Carol Ryan,



The Wall Street Journal





LONDRES (Agefi-Dow Jones)--Les actionnaires des sociétés de livraison de repas ont la réputation de faire abstraction de leurs pertes. C'est moins le cas en Europe actuellement, où la question de savoir si les livreurs devraient bénéficier d'un statut plus généreux fait l'objet d'un nouveau débat.



Mardi, Deliveroo, qui compte Amazon parmi ses actionnaires, a fixé le prix de ses actions dans le bas de la fourchette indicative avant leur entrée mercredi à la Bourse de Londres. Une valorisation de 7,6 milliards de livres sterling, soit 8,9 milliards d'euros, est inférieure de 14% au maximum fixé dans la fourchette initiale établie au début de la semaine dernière.



La société a indiqué faire preuve de prudence en raison de la volatilité des marchés et a souligné que les deux tiers des sociétés technologiques américaines qui sont entrées en Bourse la semaine dernière se négociaient désormais en dessous de leur prix d'introduction.

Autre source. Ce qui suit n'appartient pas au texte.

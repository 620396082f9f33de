//! Core types for Piecewise

use serde::{Deserialize, Serialize};
use std::cmp::Ordering;
use std::fmt;

/// Timestamp in integer ticks
pub type Timestamp = i64;

/// A single sample of a time series
#[derive(Debug, Clone, Copy, PartialEq, Serialize, Deserialize)]
pub struct Point {
    /// Sample timestamp
    pub timestamp: Timestamp,
    /// Sample value
    pub value: f64,
}

impl Point {
    /// Create a new point
    pub fn new(timestamp: Timestamp, value: f64) -> Self {
        Self { timestamp, value }
    }
}

impl From<(Timestamp, f64)> for Point {
    fn from((timestamp, value): (Timestamp, f64)) -> Self {
        Self::new(timestamp, value)
    }
}

impl fmt::Display for Point {
    fn fmt(&self, f: &mut fmt::Formatter<'_>) -> fmt::Result {
        write!(f, "{},{}", self.timestamp, self.value)
    }
}

/// A linear segment `value(t) = a * (t - init_timestamp) + b`.
///
/// The slope `a` is never stored: it is always the midpoint of the feasible
/// slope interval `[a_min, a_max]`. Decoded segments carry a degenerate
/// interval where `a_min == a_max`.
#[derive(Debug, Clone, Copy, PartialEq, Serialize, Deserialize)]
pub struct Segment {
    /// Timestamp of the first point the segment covers
    pub init_timestamp: Timestamp,
    /// Lowest slope compatible with the covered points
    pub a_min: f64,
    /// Highest slope compatible with the covered points
    pub a_max: f64,
    /// Intercept, a multiple of epsilon
    pub b: f64,
}

impl Segment {
    /// Create a segment from a slope interval
    pub fn new(init_timestamp: Timestamp, a_min: f64, a_max: f64, b: f64) -> Self {
        Self {
            init_timestamp,
            a_min,
            a_max,
            b,
        }
    }

    /// Create a segment with a fixed slope
    pub fn fixed(init_timestamp: Timestamp, a: f64, b: f64) -> Self {
        Self::new(init_timestamp, a, a, b)
    }

    /// Create a segment that accepts any slope. Used for a trailing single point.
    ///
    /// The interval is bounded by `f64::MAX` so its midpoint is exactly zero.
    pub fn unconstrained(init_timestamp: Timestamp, b: f64) -> Self {
        Self::new(init_timestamp, -f64::MAX, f64::MAX, b)
    }

    /// Slope of the segment line
    #[inline]
    pub fn a(&self) -> f64 {
        (self.a_min + self.a_max) / 2.0
    }

    /// Check whether the slope interval intersects `[a_min, a_max]`
    #[inline]
    pub fn overlaps(&self, a_min: f64, a_max: f64) -> bool {
        self.a_min <= a_max && self.a_max >= a_min
    }

    /// Evaluate the segment line at `timestamp`
    #[inline]
    pub fn value_at(&self, timestamp: Timestamp) -> f64 {
        self.a() * (timestamp - self.init_timestamp) as f64 + self.b
    }

    /// Index of the intercept on the epsilon grid
    #[inline]
    pub fn grid_index(&self, epsilon: f64) -> i64 {
        (self.b / epsilon).round() as i64
    }
}

/// Total ordering wrapper for slopes, so they can key ordered maps.
#[derive(Debug, Clone, Copy)]
pub(crate) struct OrderedSlope(pub f64);

impl PartialEq for OrderedSlope {
    fn eq(&self, other: &Self) -> bool {
        self.cmp(other) == Ordering::Equal
    }
}

impl Eq for OrderedSlope {}

impl PartialOrd for OrderedSlope {
    fn partial_cmp(&self, other: &Self) -> Option<Ordering> {
        Some(self.cmp(other))
    }
}

impl Ord for OrderedSlope {
    fn cmp(&self, other: &Self) -> Ordering {
        self.0.total_cmp(&other.0)
    }
}
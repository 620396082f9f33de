//! Piecewise Core - Error-Bounded Time-Series Compression
//!
//! Lossy compression of `(timestamp, value)` series with a hard guarantee:
//! every reconstructed value lies within `epsilon` of the original.
//!
//! # Architecture
//!
//! A series flows through four stages:
//!
//! - **Segmentation**: cut the points into runs a single line can follow
//!   within the epsilon corridor, with the intercept snapped to a grid
//! - **Merging**: collapse runs that can share an intercept and a slope
//!   (perB tier) or only a slope (perA tier)
//! - **Store**: write the tiers as a compact variable-byte layout,
//!   optionally wrapped in LZ4
//! - **Reconstruction**: replay the segments into one point per tick
//!
//! Two layouts are supported: a single-tier one (Sim-Piece) and a
//! three-tier one (Mix-Piece, the default).
//!
//! ```
//! use piecewise_core::{compress, decompress, Point};
//!
//! let points: Vec<Point> = (0..100).map(|t| Point::new(t, (t as f64).sqrt())).collect();
//! let bytes = compress(&points, 0.05).unwrap();
//! let restored = decompress(&bytes).unwrap();
//!
//! assert_eq!(restored.len(), points.len());
//! for (orig, rest) in points.iter().zip(&restored) {
//!     assert!((orig.value - rest.value).abs() <= 0.05 * 1.1);
//! }
//! ```

pub mod codec;
pub mod encoding;
pub mod reconstruct;
pub mod segment;
pub mod store;

mod error;
mod types;

pub use codec::{
    ByteCompression, CodecConfig, CompressionStats, PiecewiseCodec, TimestampEncoding, Variant,
};
pub use error::{PiecewiseError, Result};
pub use reconstruct::Reconstructor;
pub use segment::AnchorStrategy;
pub use types::*;

/// Piecewise version
pub const VERSION: &str = env!("CARGO_PKG_VERSION");

/// Format limits
pub mod config {
    /// Longest varint encoding of a 32-bit value
    pub const MAX_VARINT_LEN: usize = 5;

    /// Bound on intercept grid index magnitudes accepted at compression time.
    /// Keeps biased indices and their deltas inside 32 bits.
    pub const MAX_GRID_INDEX: i64 = 1 << 30;
}

/// Compress `points` with the default three-tier configuration
pub fn compress(points: &[Point], epsilon: f64) -> Result<Vec<u8>> {
    PiecewiseCodec::default().compress(points, epsilon)
}

/// Decompress a buffer produced by [`compress`]
pub fn decompress(data: &[u8]) -> Result<Vec<Point>> {
    PiecewiseCodec::default().decompress(data)
}
//! Error types for entropy-table operations.

use thiserror::Error;

/// Result type alias for entropy-table operations.
pub type Result<T> = core::result::Result<T, Error>;

/// Entropy-table error types.
#[derive(Debug, Error)]
pub enum Error {
    /// Requested table precision exceeds the supported ceiling.
    #[error("invalid precision: table log {requested} exceeds maximum {max}")]
    InvalidPrecision { requested: u8, max: u8 },

    /// Input contains a symbol above the configured alphabet ceiling.
    #[error("symbol {symbol} out of range: max symbol value is {max}")]
    SymbolOutOfRange { symbol: usize, max: u8 },

    /// Input is larger than a single invocation can address.
    #[error("input too large: {size} bytes exceeds maximum {max}")]
    InputTooLarge { size: usize, max: u64 },

    /// Normalization or serialization produced a malformed distribution.
    #[error("invariant violation: {message}")]
    InvariantViolation { message: String },

    /// Post-hoc consistency check failed.
    #[error("inconsistent distribution: {message}")]
    Inconsistent { message: String },

    /// Header data is corrupted or invalid.
    #[error("corrupted data: {message}")]
    CorruptedData { message: String },

    /// Unexpected end of header data.
    #[error("unexpected EOF after {bytes_read} bytes")]
    UnexpectedEof { bytes_read: usize },
}

impl Error {
    /// Create an invalid precision error.
    pub fn invalid_precision(requested: u8, max: u8) -> Self {
        Error::InvalidPrecision { requested, max }
    }

    /// Create an input too large error.
    pub fn input_too_large(size: usize, max: u64) -> Self {
        Error::InputTooLarge { size, max }
    }

    /// Create an invariant violation error.
    pub fn invariant(message: impl Into<String>) -> Self {
        Error::InvariantViolation {
            message: message.into(),
        }
    }

    /// Create a consistency check error.
    pub fn inconsistent(message: impl Into<String>) -> Self {
        Error::Inconsistent {
            message: message.into(),
        }
    }

    /// Create a corrupted data error.
    pub fn corrupted(message: impl Into<String>) -> Self {
        Error::CorruptedData {
            message: message.into(),
        }
    }

    /// Create a corrupted data error with offset context.
    pub fn corrupted_at(message: impl Into<String>, offset: usize) -> Self {
        Error::CorruptedData {
            message: format!("{} at offset {}", message.into(), offset),
        }
    }

    /// Create an unexpected EOF error.
    pub fn unexpected_eof(bytes_read: usize) -> Self {
        Error::UnexpectedEof { bytes_read }
    }

    /// Check if error is recoverable (can retry with more data).
    ///
    /// Configuration and resource errors need a changed request, and
    /// invariant violations are bugs, so only truncated input qualifies.
    pub fn is_recoverable(&self) -> bool {
        matches!(self, Error::UnexpectedEof { .. })
    }

    /// Check if error indicates a bug in table construction rather than bad input.
    pub fn is_internal(&self) -> bool {
        matches!(
            self,
            Error::InvariantViolation { .. } | Error::Inconsistent { .. }
        )
    }

    /// Get error category for metrics.
    pub fn category(&self) -> &'static str {
        match self {
            Error::InvalidPrecision { .. } => "invalid_precision",
            Error::SymbolOutOfRange { .. } => "symbol_out_of_range",
            Error::InputTooLarge { .. } => "input_too_large",
            Error::InvariantViolation { .. } => "invariant_violation",
            Error::Inconsistent { .. } => "inconsistent",
            Error::CorruptedData { .. } => "corrupted_data",
            Error::UnexpectedEof { .. } => "unexpected_eof",
        }
    }
}
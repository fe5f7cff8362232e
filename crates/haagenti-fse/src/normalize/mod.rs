//! Count normalization.
//!
//! Rescales a raw histogram into a distribution summing to exactly
//! `1 << table_log`. Symbols too rare to earn a full slot are marked
//! low-probability and still reserve one slot, so every present symbol stays
//! decodable.
//!
//! ## Methods
//!
//! - **Primary**: 62-bit fixed-point scaling, a rounding-bias correction for
//!   small probabilities, and a single adjustment on the largest entry that
//!   absorbs the accumulated rounding error.
//! - **Fallback**: used when that adjustment would eat more than half of the
//!   largest entry. Classifies rare symbols against two thresholds and spreads
//!   the rest of the budget proportionally over the remaining symbols.
//!
//! Both methods work on tagged [`NormEntry`] values; the signed `i16` form with
//! its `-1` sentinel only appears once construction is complete.

mod fallback;

use tracing::debug;

use crate::context::FseContext;
use crate::{ALPHABET_SIZE, MAX_TABLE_LOG, MIN_TABLE_LOG};
use haagenti_core::{Error, Result};

pub(crate) use fallback::normalize_fallback;

/// Round-up thresholds for probabilities below 8, in units of 2^-20.
///
/// Truncating `count * 2^table_log / total` biases small probabilities
/// downward. A probability `p < 8` is rounded up when its fractional part
/// exceeds `RTB_TABLE[p] / 2^20`. The curve is empirically tuned; changing it
/// changes compressed output.
pub const RTB_TABLE: [u32; 8] = [0, 473195, 504333, 520860, 550000, 700000, 750000, 830000];

/// Which normalizer produced a distribution.
#[derive(Debug, Clone, Copy, PartialEq, Eq)]
pub enum Normalization {
    /// Fixed-point scaling with a single correction on the largest entry.
    Primary,
    /// Threshold classification with proportional redistribution.
    Fallback,
}

/// A normalized entry under construction.
#[derive(Debug, Clone, Copy, PartialEq, Eq)]
pub(crate) enum NormEntry {
    /// Symbol does not occur.
    Absent,
    /// Symbol occurs but is below one slot; reserves exactly one.
    LowProbability,
    /// Symbol owns this many slots.
    Count(u16),
    /// Fallback only: not yet classified.
    Unassigned,
}

impl NormEntry {
    /// Slots this entry occupies in the table.
    #[inline]
    pub(crate) fn slots(self) -> u32 {
        match self {
            NormEntry::Absent | NormEntry::Unassigned => 0,
            NormEntry::LowProbability => 1,
            NormEntry::Count(n) => n as u32,
        }
    }

    /// Collapse to the serialized form. `None` for unassigned entries.
    #[inline]
    pub(crate) fn to_signed(self) -> Option<i16> {
        match self {
            NormEntry::Absent => Some(0),
            NormEntry::LowProbability => Some(-1),
            NormEntry::Count(n) => i16::try_from(n).ok(),
            NormEntry::Unassigned => None,
        }
    }
}

/// Primary normalization.
///
/// Returns `true` when the distribution is final, `false` when the rounding
/// correction is too large for the largest entry and the fallback must run.
pub(crate) fn normalize_primary(
    counts: &[u32],
    total: usize,
    table_log: u8,
    entries: &mut [NormEntry],
) -> bool {
    let scale = 62 - table_log as u32;
    let step = (1u64 << 62) / total as u64;
    let v_step = 1u64 << (scale - 20);
    let low_threshold = (total >> table_log) as u64;

    let mut still_to_distribute: i32 = 1 << table_log;
    let mut largest: Option<usize> = None;
    let mut largest_p = 0u64;

    for (symbol, (&cnt, entry)) in counts.iter().zip(entries.iter_mut()).enumerate() {
        if cnt == 0 {
            *entry = NormEntry::Absent;
            continue;
        }
        if cnt as u64 <= low_threshold {
            *entry = NormEntry::LowProbability;
            still_to_distribute -= 1;
            continue;
        }

        let scaled = cnt as u64 * step;
        let mut proba = scaled >> scale;
        if proba < 8 {
            let rest_to_beat = v_step * RTB_TABLE[proba as usize] as u64;
            if scaled - (proba << scale) > rest_to_beat {
                proba += 1;
            }
        }
        if proba > largest_p {
            largest_p = proba;
            largest = Some(symbol);
        }
        *entry = NormEntry::Count(proba as u16);
        still_to_distribute -= proba as i32;
    }

    let Some(largest) = largest else {
        return false;
    };
    let largest_p = largest_p as i32;
    if -still_to_distribute >= (largest_p >> 1) {
        return false;
    }
    entries[largest] = NormEntry::Count((largest_p + still_to_distribute) as u16);
    true
}

/// Normalize `counts` to sum to `1 << table_log`.
///
/// `counts` is indexed by symbol; its length is the active symbol range. Runs
/// the primary method and falls back when needed.
pub fn normalize_counts(counts: &[u32], table_log: u8) -> Result<(Vec<i16>, Normalization)> {
    if !(MIN_TABLE_LOG..=MAX_TABLE_LOG).contains(&table_log) {
        return Err(Error::invalid_precision(table_log, MAX_TABLE_LOG));
    }
    if counts.len() > ALPHABET_SIZE {
        return Err(Error::SymbolOutOfRange {
            symbol: counts.len() - 1,
            max: (ALPHABET_SIZE - 1) as u8,
        });
    }
    let total: u64 = counts.iter().map(|&c| c as u64).sum();
    if total == 0 {
        return Err(Error::invariant("cannot normalize an empty histogram"));
    }

    let mut entries = vec![NormEntry::Absent; counts.len()];
    let method = run(counts, total as usize, table_log, &mut entries)?;
    let mut norm = vec![0i16; counts.len()];
    collapse(&entries, &mut norm)?;
    Ok((norm, method))
}

fn run(
    counts: &[u32],
    total: usize,
    table_log: u8,
    entries: &mut [NormEntry],
) -> Result<Normalization> {
    if normalize_primary(counts, total, table_log, entries) {
        return Ok(Normalization::Primary);
    }
    normalize_fallback(counts, total, table_log, entries)?;
    Ok(Normalization::Fallback)
}

/// Write the signed form of `entries` into the front of `norm`.
fn collapse(entries: &[NormEntry], norm: &mut [i16]) -> Result<()> {
    for (symbol, (slot, entry)) in norm.iter_mut().zip(entries).enumerate() {
        *slot = entry.to_signed().ok_or_else(|| {
            Error::invariant(format!("symbol {} left unassigned by normalization", symbol))
        })?;
    }
    Ok(())
}

impl FseContext {
    /// Normalize the counted histogram at the selected table log.
    ///
    /// Selects the table log first if that has not happened yet. On success
    /// [`norm`](Self::norm) holds the distribution and every entry beyond the
    /// active range is zero.
    pub fn normalize(&mut self) -> Result<Normalization> {
        if self.length == 0 || self.symbol_len == 0 {
            return Err(Error::invariant("cannot normalize an empty histogram"));
        }
        if self.actual_table_log == 0 {
            self.select_table_log();
        }

        let symbol_len = self.symbol_len;
        let method = run(
            &self.count[..symbol_len],
            self.length,
            self.actual_table_log,
            &mut self.entries[..symbol_len],
        )?;

        collapse(&self.entries[..symbol_len], &mut self.norm)?;
        self.norm[symbol_len..].fill(0);
        self.normalization = Some(method);

        debug!(
            ?method,
            table_log = self.actual_table_log,
            symbol_len,
            "normalized counts"
        );
        Ok(method)
    }
}
//! Header pipeline: histogram, precision, normalization, serialization.

use tracing::debug;

use crate::config::FseConfig;
use crate::context::FseContext;
use crate::MAX_INPUT_SIZE;
use haagenti_core::{Error, Result};

/// Reject inputs a single invocation cannot address.
#[inline]
fn ensure_input_size(length: usize) -> Result<()> {
    if length as u64 > MAX_INPUT_SIZE {
        return Err(Error::input_too_large(length, MAX_INPUT_SIZE));
    }
    Ok(())
}

impl FseContext {
    /// Build the normalized-count header for `input`.
    ///
    /// Returns `Ok(None)` when the input is too small or too evenly spread to
    /// benefit; the caller stores it raw. On `Ok(Some(header))` the context
    /// also holds the distribution ([`norm`](Self::norm)) and the table log
    /// ([`actual_table_log`](Self::actual_table_log)) the table builder needs.
    ///
    /// A single repeated byte still produces a valid one-entry header. Callers
    /// with an RLE path should check the input before calling.
    ///
    /// # Errors
    ///
    /// - [`Error::InputTooLarge`] above [`MAX_INPUT_SIZE`] bytes.
    /// - [`Error::InvalidPrecision`] for a configured table log above the maximum.
    /// - [`Error::SymbolOutOfRange`] for a byte above the configured
    ///   `max_symbol_value`.
    /// - [`Error::InvariantViolation`] or [`Error::Inconsistent`] if the
    ///   distribution comes out malformed.
    pub fn compress(&mut self, input: &[u8]) -> Result<Option<&[u8]>> {
        if input.len() <= 1 {
            debug!(length = input.len(), "input too small for a table");
            return Ok(None);
        }
        ensure_input_size(input.len())?;

        self.prepare(input.len())?;
        let histogram = self.count_simple(input);

        if histogram.symbol_len > self.max_symbol_value as usize + 1 {
            return Err(Error::SymbolOutOfRange {
                symbol: histogram.symbol_len - 1,
                max: self.max_symbol_value,
            });
        }

        if histogram.is_single_symbol(input.len()) {
            debug!(
                symbol = histogram.symbol_len - 1,
                length = input.len(),
                "single repeated symbol"
            );
        } else if histogram.is_incompressible(input.len()) {
            debug!(
                max_count = histogram.max_count,
                length = input.len(),
                "input judged incompressible"
            );
            return Ok(None);
        }

        self.select_table_log();
        self.normalize()?;
        self.write_header()?;
        self.check_distribution()?;

        Ok(Some(self.out.as_slice()))
    }
}

/// One-shot header construction with a fresh context.
///
/// Prefer a reused [`FseContext`] when encoding many blocks.
pub fn compress_header(input: &[u8], config: FseConfig) -> Result<Option<Vec<u8>>> {
    let mut ctx = FseContext::new(config);
    Ok(ctx.compress(input)?.map(<[u8]>::to_vec))
}
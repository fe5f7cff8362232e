//! Secondary normalization for skewed histograms.
//!
//! Rare symbols are pinned to one slot (low probability or a count of 1)
//! before any scaling happens, so they cannot steal budget through rounding.
//! What is left is spread over the remaining symbols using cumulative
//! fixed-point interval boundaries, which hands out exactly the remaining
//! budget with no correction step.

use tracing::trace;

use super::NormEntry;
use haagenti_core::{Error, Result};

pub(crate) fn normalize_fallback(
    counts: &[u32],
    total: usize,
    table_log: u8,
    entries: &mut [NormEntry],
) -> Result<()> {
    let budget = 1u64 << table_log;
    let mut total = total as u64;
    let mut distributed = 0u64;

    let low_threshold = total >> table_log;
    let mut low_one = (total * 3) >> (table_log + 1);

    for (&cnt, entry) in counts.iter().zip(entries.iter_mut()) {
        let cnt = cnt as u64;
        *entry = if cnt == 0 {
            NormEntry::Absent
        } else if cnt <= low_threshold {
            distributed += 1;
            total -= cnt;
            NormEntry::LowProbability
        } else if cnt <= low_one {
            distributed += 1;
            total -= cnt;
            NormEntry::Count(1)
        } else {
            NormEntry::Unassigned
        };
    }

    let mut to_distribute = remaining_budget(budget, distributed)?;

    // Average weight per remaining slot still exceeds low_one: raise the bar
    // so symbols that would round to zero get pinned to one slot.
    if to_distribute > 0 && total / to_distribute > low_one {
        low_one = (total * 3) / (to_distribute * 2);
        for (&cnt, entry) in counts.iter().zip(entries.iter_mut()) {
            if *entry == NormEntry::Unassigned && cnt as u64 <= low_one {
                *entry = NormEntry::Count(1);
                distributed += 1;
                total -= cnt as u64;
            }
        }
        to_distribute = remaining_budget(budget, distributed)?;
    }

    trace!(
        distributed,
        to_distribute,
        remaining_total = total,
        low_one,
        "fallback classification"
    );

    let present = counts.iter().filter(|&&c| c > 0).count() as u64;
    if distributed == present {
        // Every present symbol was pinned: probably incompressible. The most
        // frequent symbol takes whatever is left.
        let mut max_symbol = 0;
        let mut max_count = 0u32;
        for (symbol, &cnt) in counts.iter().enumerate() {
            if cnt > max_count {
                max_symbol = symbol;
                max_count = cnt;
            }
        }
        let slots = entries[max_symbol].slots() as u64 + to_distribute;
        entries[max_symbol] = NormEntry::Count(slot_count(slots)?);
        return verify_budget(entries, budget);
    }

    let v_step_log = 62 - table_log as u32;
    let mid = (1u64 << (v_step_log - 1)) - 1;
    let r_step = ((1u64 << v_step_log) * to_distribute + mid) / total;
    let mut tmp_total = mid;

    for (symbol, (&cnt, entry)) in counts.iter().zip(entries.iter_mut()).enumerate() {
        if *entry != NormEntry::Unassigned {
            continue;
        }
        let end = tmp_total + cnt as u64 * r_step;
        let s_start = tmp_total >> v_step_log;
        let s_end = end >> v_step_log;
        let weight = s_end - s_start;
        if weight < 1 {
            return Err(Error::invariant(format!(
                "symbol {} received weight < 1 during fallback distribution",
                symbol
            )));
        }
        *entry = NormEntry::Count(slot_count(weight)?);
        tmp_total = end;
    }

    verify_budget(entries, budget)
}

#[inline]
fn remaining_budget(budget: u64, distributed: u64) -> Result<u64> {
    budget.checked_sub(distributed).ok_or_else(|| {
        Error::invariant(format!(
            "{} pinned symbols exceed the table budget of {}",
            distributed, budget
        ))
    })
}

#[inline]
fn slot_count(slots: u64) -> Result<u16> {
    u16::try_from(slots)
        .map_err(|_| Error::invariant(format!("slot count {} does not fit the table", slots)))
}

fn verify_budget(entries: &[NormEntry], budget: u64) -> Result<()> {
    let used: u64 = entries.iter().map(|e| e.slots() as u64).sum();
    if used != budget {
        return Err(Error::invariant(format!(
            "fallback distributed {} slots, expected {}",
            used, budget
        )));
    }
    Ok(())
}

Mais son modèle économique est également remis en question. D'importants investisseurs institutionnels britanniques ont publiquement annoncé qu'ils ne participeraient pas à l'introduction en Bourse. La façon dont Deliveroo rémunère ses livreurs, considérés comme des entrepreneurs indépendants, suscite des inquiétudes. Si le droit du travail venait à accorder de nouveaux avantages aux coursiers, le seuil de rentabilité serait plus difficile à atteindre pour l'entreprise. Deliveroo a perdu 224 millions de livres sterling en 2020, alors que la demande de repas à emporter n'a jamais été aussi forte que pendant la pandémie.



Le coût de la main d'oeuvre pourrait croître de 30%



Le coût d'une telle perspective est difficile à évaluer. Mais selon des spécialistes du secteur de la livraison de repas, les frais généraux de main-d'œuvre peuvent augmenter de 30% en moyenne en Europe lorsque les livreurs passent du statut d'entrepreneurs indépendants à celui de salariés. Deliveroo conteste que dans son cas, le chiffre serait aussi élevé.



La société réalise environ la moitié de son chiffre d'affaires au Royaume-Uni. Or, Uber vient de perdre son appel devant la Cour suprême britannique et doit accorder à ses chauffeurs de taxi des avantages supplémentaires tels que des congés payés, ce qui n'est pas de bon augure. Mais les spécificités juridiques sont différentes dans le cas des coursiers alimentaires.



Jusqu'à présent, l'Espagne est le seul pays à avoir proposé une nouvelle législation qui octroierait aux livreurs des plateformes internet des avantages comparables à ceux des salariés. En France, en Belgique, en Italie et aux Pays-Bas, les gouvernements enquêtent sur la façon dont Deliveroo et ses concurrents embauchent leurs livreurs. Ces Etats pourraient infliger, rétrospectivement, des amendes au groupe, sans nécessairement adopter de nouvelles lois. De son côté, la Commission européenne a récemment lancé une consultation publique sur les conditions de travail des personnes recrutées par les plateformes technologiques.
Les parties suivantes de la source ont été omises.